**AIM OF THE EXERCISE**:
What lines in the material hold the string "denied"? Return every one of them.
····················
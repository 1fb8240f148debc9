//! Turns allowed probe results into grants and coverage marks.

use sea_orm::ConnectionTrait;
use tracing::debug;

use super::audit::{self, AuditEvent, AuditSink};
use super::coverage::CoverageCache;
use super::decision::{Decision, decide};
use super::error::DomainError;
use super::evaluator::{ProbeOutput, ProbeResult};
use super::repo::{DuplicateScope, GrantDiscoveryRepository, GrantKey};

#[derive(Debug, Clone, Copy, PartialEq, Eq)]
pub enum Pass {
    Super,
    ActionWide,
    ObjectSpecific,
}

impl Pass {
    #[must_use]
    pub fn name(self) -> &'static str {
        match self {
            Self::Super => "super",
            Self::ActionWide => "action_wide",
            Self::ObjectSpecific => "object_specific",
        }
    }

    /// Object-specific grants are deduplicated without connection scoping.
    #[must_use]
    pub fn duplicate_scope(self) -> DuplicateScope {
        match self {
            Self::Super | Self::ActionWide => DuplicateScope::Connection,
            Self::ObjectSpecific => DuplicateScope::Global,
        }
    }
}

#[derive(Debug, Default, Clone, Copy, PartialEq, Eq)]
pub struct PassSummary {
    pub dispatched: usize,
    pub allowed: usize,
    pub denied: usize,
    pub unmatched: usize,
    pub failed: usize,
    pub created: usize,
    pub existing: usize,
}

impl PassSummary {
    pub fn absorb(&mut self, other: &Self) {
        self.dispatched += other.dispatched;
        self.allowed += other.allowed;
        self.denied += other.denied;
        self.unmatched += other.unmatched;
        self.failed += other.failed;
        self.created += other.created;
        self.existing += other.existing;
    }
}

pub struct GrantSynthesizer<'a, R, C> {
    pub repo: &'a R,
    /// The run transaction; every insert goes through it.
    pub conn: &'a C,
    pub coverage: &'a CoverageCache,
    pub audit: &'a dyn AuditSink,
    pub connection_id: i64,
}

impl<R, C> GrantSynthesizer<'_, R, C>
where
    R: GrantDiscoveryRepository,
    C: ConnectionTrait,
{
    /// Decide every result of a completed pass and persist the allowed ones.
    ///
    /// Results are processed sequentially so the write path stays
    /// single-threaded. A duplicate counts as success for coverage marking.
    ///
    /// # Errors
    ///
    /// Returns [`DomainError::Persistence`] on the first failed lookup or
    /// insert; the caller must abandon the run transaction.
    pub async fn synthesize(
        &self,
        pass: Pass,
        mut results: Vec<ProbeResult>,
    ) -> Result<PassSummary, DomainError> {
        // Deterministic insert order regardless of completion order.
        results.sort_by_key(|r| {
            let k = r.task.key;
            (k.actor_id, k.template_id, k.database_id, k.object_id)
        });

        let mut summary = PassSummary {
            dispatched: results.len(),
            ..PassSummary::default()
        };

        for result in &results {
            let output = match &result.output {
                ProbeOutput::Value(v) => v,
                ProbeOutput::Failed(_) => {
                    summary.failed += 1;
                    continue;
                }
            };

            let task = &result.task;
            match decide(output, &task.expected_allow, &task.expected_deny) {
                Decision::Deny => {
                    summary.denied += 1;
                    continue;
                }
                Decision::Unmatched => {
                    summary.unmatched += 1;
                    audit::record(
                        self.audit,
                        &AuditEvent::Unmatched {
                            key: task.key,
                            sql: task.sql.clone(),
                            output: output.clone(),
                        },
                    );
                    continue;
                }
                Decision::Allow => summary.allowed += 1,
            }

            let key = GrantKey {
                connection_id: self.connection_id,
                template_id: task.key.template_id,
                database_id: task.key.database_id,
                actor_id: task.key.actor_id,
                object_id: task.key.object_id,
            };
            self.coverage
                .mark_template_allowed(key.actor_id, key.template_id);

            let existing = self
                .repo
                .find_enabled_grant(self.conn, &key, pass.duplicate_scope())
                .await?;
            let inserted = if existing.is_some() {
                false
            } else {
                self.repo.insert_grant(self.conn, &key).await?.is_some()
            };

            if inserted {
                audit::record(
                    self.audit,
                    &AuditEvent::GrantInserted {
                        actor_id: key.actor_id,
                        template_id: key.template_id,
                        database_id: key.database_id,
                        object_id: key.object_id,
                    },
                );
                summary.created += 1;
            } else {
                debug!(key = %task.key, "Grant already present");
                summary.existing += 1;
            }

            match pass {
                Pass::Super => self.coverage.mark_super(key.actor_id),
                Pass::ActionWide => self
                    .coverage
                    .mark_action_granted(key.actor_id, task.action_id),
                Pass::ObjectSpecific => {}
            }
        }

        Ok(summary)
    }
}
····················
**SOLUTION**:
    pub denied: usize,
        self.denied += other.denied;
                    summary.denied += 1;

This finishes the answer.